Sunday 6 January 2013

The Impressionist of Imperialists: Hari Kunzru


At first glance, Hari Kunzru wildly entertaining debut novel, The Impressionist, looks like a disjointed collection of novels with enough of a unifying theme - race and colonialism in India - to justify a masterpiece of exquisitely done theater four parters lots of elephants and helmets assertive spinal sad. Each of the major centers of book sections, after all, a completely different character, all have some connection to the subcontinent. There Pran Nath Razdan, a pampered and well Indian child born in the century that grows just downstream of the Taj Mahal, Rukhsana, an exotically beautiful hijra, or eunuch transvestite, who is forced by his teacher to perform sexual favors for influential English an official, the lovely white boy, Pretty Bobby, the flag of a Scottish missionary couple in Bombay, which is also a capo demimonde and finally, Jonathan Bridgeman, an aristocratic Oxford student who reluctantly accompanies famous anthropologist Africa on a mission to study African tribes - the black people who hates Jonathan.

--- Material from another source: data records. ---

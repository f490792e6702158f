//! Cards Router
//!
//! The whole surface sits behind `require_auth`; role and ownership
//! checks happen inside the use cases.

use axum::{
    Router,
    routing::{get, patch, post},
};
use std::sync::Arc;

use crate::domain::repository::CardRepository;
use crate::presentation::handlers::{self, CardAppState};

/// Create the cards router (`/api/cards`)
pub fn cards_router<R>(repo: Arc<R>) -> Router
where
    R: CardRepository + Clone + Send + Sync + 'static,
{
    let state = CardAppState { repo };

    Router::new()
        .route("/", post(handlers::create_card::<R>))
        .route("/my", get(handlers::list_my_cards::<R>))
        .route("/admin/all", get(handlers::list_all_cards::<R>))
        .route(
            "/{id}",
            get(handlers::get_card::<R>).delete(handlers::delete_card::<R>),
        )
        .route("/transfer", post(handlers::transfer::<R>))
        .route("/{id}/block", patch(handlers::block_card::<R>))
        .route("/{id}/activate", patch(handlers::activate_card::<R>))
        .with_state(state)
}
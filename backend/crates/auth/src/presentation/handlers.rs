//! HTTP Handlers

use axum::extract::{Path, Query, State};
use axum::http::StatusCode;
use axum::{Extension, Json};
use kernel::identity::Caller;
use kernel::page::Page;
use std::sync::Arc;

use crate::application::config::AuthConfig;
use crate::application::{
    CreateUserInput, CreateUserUseCase, DeleteUserUseCase, ListUsersUseCase, LoginInput,
    LoginUseCase,
};
use crate::domain::repository::UserRepository;
use crate::error::AuthResult;
use crate::presentation::dto::{
    CreateUserRequest, LoginRequest, LoginResponse, PageParams, UserResponse,
};

/// Shared state for auth handlers
#[derive(Clone)]
pub struct AuthAppState<R>
where
    R: UserRepository + Clone + Send + Sync + 'static,
{
    pub repo: Arc<R>,
    pub config: Arc<AuthConfig>,
}

/// POST /api/auth/login
pub async fn login<R>(
    State(state): State<AuthAppState<R>>,
    Json(req): Json<LoginRequest>,
) -> AuthResult<Json<LoginResponse>>
where
    R: UserRepository + Clone + Send + Sync + 'static,
{
    let use_case = LoginUseCase::new(state.repo.clone(), state.config.clone());

    let output = use_case
        .execute(LoginInput {
            username: req.username,
            password: req.password,
        })
        .await?;

    Ok(Json(LoginResponse {
        token: output.token,
        username: output.username,
        role: output.role.code().to_string(),
    }))
}

/// GET /api/admin/users
pub async fn list_users<R>(
    State(state): State<AuthAppState<R>>,
    Extension(caller): Extension<Caller>,
    Query(params): Query<PageParams>,
) -> AuthResult<Json<Page<UserResponse>>>
where
    R: UserRepository + Clone + Send + Sync + 'static,
{
    let use_case = ListUsersUseCase::new(state.repo.clone());

    let page = use_case.execute(&caller, &params.page_request()).await?;

    Ok(Json(page.map(|user| UserResponse::from(&user))))
}

/// POST /api/admin/users
pub async fn create_user<R>(
    State(state): State<AuthAppState<R>>,
    Extension(caller): Extension<Caller>,
    Json(req): Json<CreateUserRequest>,
) -> AuthResult<Json<UserResponse>>
where
    R: UserRepository + Clone + Send + Sync + 'static,
{
    let use_case = CreateUserUseCase::new(state.repo.clone(), state.config.clone());

    let user = use_case
        .execute(
            &caller,
            CreateUserInput {
                username: req.username,
                password: req.password,
                role: req.role,
            },
        )
        .await?;

    Ok(Json(UserResponse::from(&user)))
}

/// DELETE /api/admin/users/{id}
pub async fn delete_user<R>(
    State(state): State<AuthAppState<R>>,
    Extension(caller): Extension<Caller>,
    Path(user_id): Path<i64>,
) -> AuthResult<StatusCode>
where
    R: UserRepository + Clone + Send + Sync + 'static,
{
    let use_case = DeleteUserUseCase::new(state.repo.clone());

    use_case.execute(&caller, user_id).await?;

    Ok(StatusCode::NO_CONTENT)
}
//! Login Use Case
//!
//! Authenticates a user and issues a signed bearer token.

use std::sync::Arc;

use chrono::Utc;
use kernel::identity::Role;
use platform::password::ClearTextPassword;
use platform::token::Claims;

use crate::application::config::AuthConfig;
use crate::domain::repository::UserRepository;
use crate::error::{AuthError, AuthResult};

/// Login input
pub struct LoginInput {
    pub username: String,
    pub password: String,
}

/// Login output
pub struct LoginOutput {
    /// Signed bearer token
    pub token: String,
    pub username: String,
    pub role: Role,
}

/// Login use case
pub struct LoginUseCase<R>
where
    R: UserRepository,
{
    user_repo: Arc<R>,
    config: Arc<AuthConfig>,
}

impl<R> LoginUseCase<R>
where
    R: UserRepository,
{
    pub fn new(user_repo: Arc<R>, config: Arc<AuthConfig>) -> Self {
        Self { user_repo, config }
    }

    pub async fn execute(&self, input: LoginInput) -> AuthResult<LoginOutput> {
        let user = self
            .user_repo
            .find_by_username(&input.username)
            .await?
            .ok_or(AuthError::InvalidCredentials)?;

        // Policy violations here mean the password cannot be the stored
        // one; answer the same as a wrong password
        let password =
            ClearTextPassword::new(input.password).map_err(|_| AuthError::InvalidCredentials)?;

        if !user.password_hash.verify(&password, self.config.pepper()) {
            return Err(AuthError::InvalidCredentials);
        }

        let claims = Claims {
            sub: user.username.clone(),
            role: user.role.code().to_string(),
            exp_ms: Utc::now().timestamp_millis() + self.config.token_ttl_ms(),
        };
        let token = self.config.signer().issue(&claims);

        tracing::info!(username = %user.username, role = %user.role, "User logged in");

        Ok(LoginOutput {
            token,
            username: user.username,
            role: user.role,
        })
    }
}
//! API DTOs (Data Transfer Objects)
//!
//! Requests are validated here, before a use case sees them, so
//! malformed input surfaces as a 400 and never reaches the business
//! rules. Responses only ever carry the masked card number.

use chrono::NaiveDate;
use kernel::page::PageRequest;
use rust_decimal::Decimal;
use serde::{Deserialize, Serialize};

use crate::application::CreateCardInput;
use crate::domain::entities::Card;
use crate::domain::value_objects::{CardNumber, CardSortField};
use crate::error::{CardError, CardResult};

/// Create card request
#[derive(Debug, Clone, Deserialize)]
#[serde(rename_all = "camelCase")]
pub struct CreateCardRequest {
    pub card_number: String,
    pub owner_name: String,
    pub expiration_date: NaiveDate,
    pub initial_balance: Decimal,
    pub user_id: i64,
}

impl CreateCardRequest {
    pub fn validate(self) -> CardResult<CreateCardInput> {
        let number = CardNumber::new(self.card_number)?;

        let owner_name = self.owner_name.trim();
        if owner_name.is_empty() {
            return Err(CardError::Validation("Owner name is required".to_string()));
        }

        if self.initial_balance <= Decimal::ZERO {
            return Err(CardError::Validation("Balance must be positive".to_string()));
        }

        Ok(CreateCardInput {
            number,
            owner_name: owner_name.to_string(),
            expiration_date: self.expiration_date,
            initial_balance: self.initial_balance,
            user_id: self.user_id,
        })
    }
}

/// Transfer request
#[derive(Debug, Clone, Deserialize)]
#[serde(rename_all = "camelCase")]
pub struct TransferRequest {
    pub from_card_id: i64,
    pub to_card_id: i64,
    /// Checked by the transfer rules, not here, so a bad sign is
    /// reported in documented check order
    pub amount: Decimal,
}

/// Card view returned by every card endpoint
#[derive(Debug, Clone, Serialize)]
#[serde(rename_all = "camelCase")]
pub struct CardResponse {
    pub id: i64,
    pub masked_number: String,
    pub owner_name: String,
    pub balance: Decimal,
    /// Status code ("ACTIVE" / "BLOCKED" / "EXPIRED")
    pub status: String,
    pub expiration_date: NaiveDate,
}

impl From<&Card> for CardResponse {
    fn from(card: &Card) -> Self {
        Self {
            id: card.id,
            masked_number: card.number.masked(),
            owner_name: card.owner_name.clone(),
            balance: card.balance,
            status: card.status.code().to_string(),
            expiration_date: card.expiration_date,
        }
    }
}

/// Pagination and sorting query parameters
#[derive(Debug, Clone, Default, Deserialize)]
#[serde(rename_all = "camelCase")]
pub struct CardPageParams {
    pub page: Option<u32>,
    pub size: Option<u32>,
    pub sort_by: Option<String>,
}

impl CardPageParams {
    pub fn page_request(&self) -> PageRequest {
        let defaults = PageRequest::default();
        PageRequest::new(
            self.page.unwrap_or(defaults.page),
            self.size.unwrap_or(defaults.size),
        )
    }

    pub fn sort(&self) -> CardSortField {
        CardSortField::from_param(self.sort_by.as_deref())
    }
}

#[cfg(test)]
mod dto_tests {
    use super::*;

    fn request() -> CreateCardRequest {
        CreateCardRequest {
            card_number: "1234567890123456".to_string(),
            owner_name: "  ALICE EXAMPLE  ".to_string(),
            expiration_date: NaiveDate::from_ymd_opt(2030, 1, 1).unwrap(),
            initial_balance: Decimal::new(10000, 2),
            user_id: 1,
        }
    }

    #[test]
    fn test_valid_request_trims_owner_name() {
        let input = request().validate().unwrap();
        assert_eq!(input.owner_name, "ALICE EXAMPLE");
        assert_eq!(input.number.masked(), "**** **** **** 3456");
    }

    #[test]
    fn test_bad_card_number_rejected() {
        let mut req = request();
        req.card_number = "1234".to_string();
        assert!(matches!(req.validate(), Err(CardError::Validation(_))));
    }

    #[test]
    fn test_blank_owner_name_rejected() {
        let mut req = request();
        req.owner_name = "   ".to_string();
        assert!(matches!(req.validate(), Err(CardError::Validation(_))));
    }

    #[test]
    fn test_non_positive_balance_rejected() {
        for balance in [Decimal::ZERO, Decimal::new(-100, 2)] {
            let mut req = request();
            req.initial_balance = balance;
            assert!(matches!(req.validate(), Err(CardError::Validation(_))));
        }
    }

    #[test]
    fn test_response_masks_the_number() {
        let json = serde_json::to_value(CardResponse {
            id: 1,
            masked_number: "**** **** **** 3456".to_string(),
            owner_name: "ALICE EXAMPLE".to_string(),
            balance: Decimal::new(10000, 2),
            status: "ACTIVE".to_string(),
            expiration_date: NaiveDate::from_ymd_opt(2030, 1, 1).unwrap(),
        })
        .unwrap();

        assert_eq!(json["maskedNumber"], "**** **** **** 3456");
        assert!(json.get("cardNumber").is_none());
    }
}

What connects the four wildly divergent characters and tales, is much more constant and corrosive confrontation between English and India, between white and black. The surprise of the expert Kunzru and ambitious book is that all these disparate characters are, in fact, the same person: the "impressionist" title, half-Indian, half-English boy who has the uncanny ability to impersonate any two white or black.

The plot follows the chameleon Pran idyllic childhood in his expulsion from the house (after the revelation that he is the son of English lover of his mother) to the street, from his days as a street beggar to his years as sex slave catering to the tastes of their customers extravagant white (one of which opens masturbates while Rukhsana to recite Kipling), from his apprenticeship as a kind of lab assistant for the fanatic missionary (who collects skulls members of "inferior" races and measures its cranial capacity) passing as Jonathan. Through all this, Pran realizes that identity can be much more fluid than many of the people who find how to think - a fabrication own benefit of the powerful. It is no little shock one day he sees how easy it is to make their way into "white" institutions: "You hear a tone and see a face and a set of clothes, and put them together in one person."

That reality exposes the hypocrisy in touching the heart of the racist imperialist. With great enthusiasm and a wonderful light touch - Kunzru tone is always one of amused detachment - the author uses the hybrid nature of its protagonist to show the intellectual, moral and politically unstable structures of colonialism were. In each of the environments through which you travel, the ability to cross borders Pran is pointedly contrasted with the manic energy of a character who is desperate to maintain order. Pran adoptive father, a distinguished lawyer of high caste, is an obsessive-compulsive insanely dedicated to "maintaining impervious boundaries", posing as Jonathan, Pran attends a boarding school in England, where its director, a botanist , teaches his student, a hybrid if ever there was one, of the dangers of cross-fertilization: "The flowers lose their identities in a hybrid swarm, and nature would be in a hopeless muddle."

The more desperate mess we find in this book is inevitably Pran himself, a person whose (totally understandable) interest and experience of the cases, the manipulation of superficial appearances comes at the cost of an authentic personality. Impressionism is often so full of interesting incidents and fine details that can sometimes lose sight of the larger issue, but not so much towards the end, when you see how expertly Kunzru has manipulated his plot to demonstrate moral corrosion that is the greatest legacy of imperialism. For as Pran get the latest in "pass", successfully posing as a well-to-English Oxford University, who have been deprived of what he craves most: the daughter of his mentor, who represents everything English ", Elgar and tea roses. " At the very moment he tries to consummate his love for her, he realizes that his English rose flower prefers black men. When Jonathan dismisses as "the most conventional person" she knows, and he desperately tries to tell the truth about who is exotic, his situation is beyond the poignant tragedy.

The book is not perfect: In all cases, shares some of the defects of his hero. It is likely that buzz through 400 pages Kunzru in a wave of pleasure, and only then might wonder, as I did, why did not affect you more - why I remember is his pleasure in craftsmanship of the author and not the heartbreaking tragedy of the story, he says. The reason, in the end, has to do with Pran himself, a character whose belief that the surfaces are not only does everything "himself fully available", but is not available, ultimately, to the reader. If you were able Pran worry more, to feel with him (instead of just for him), this remarkable debut would be great instead of good. However, if the impressionist is best on surfaces that deep, is an extraordinary book that will leave a lasting impression.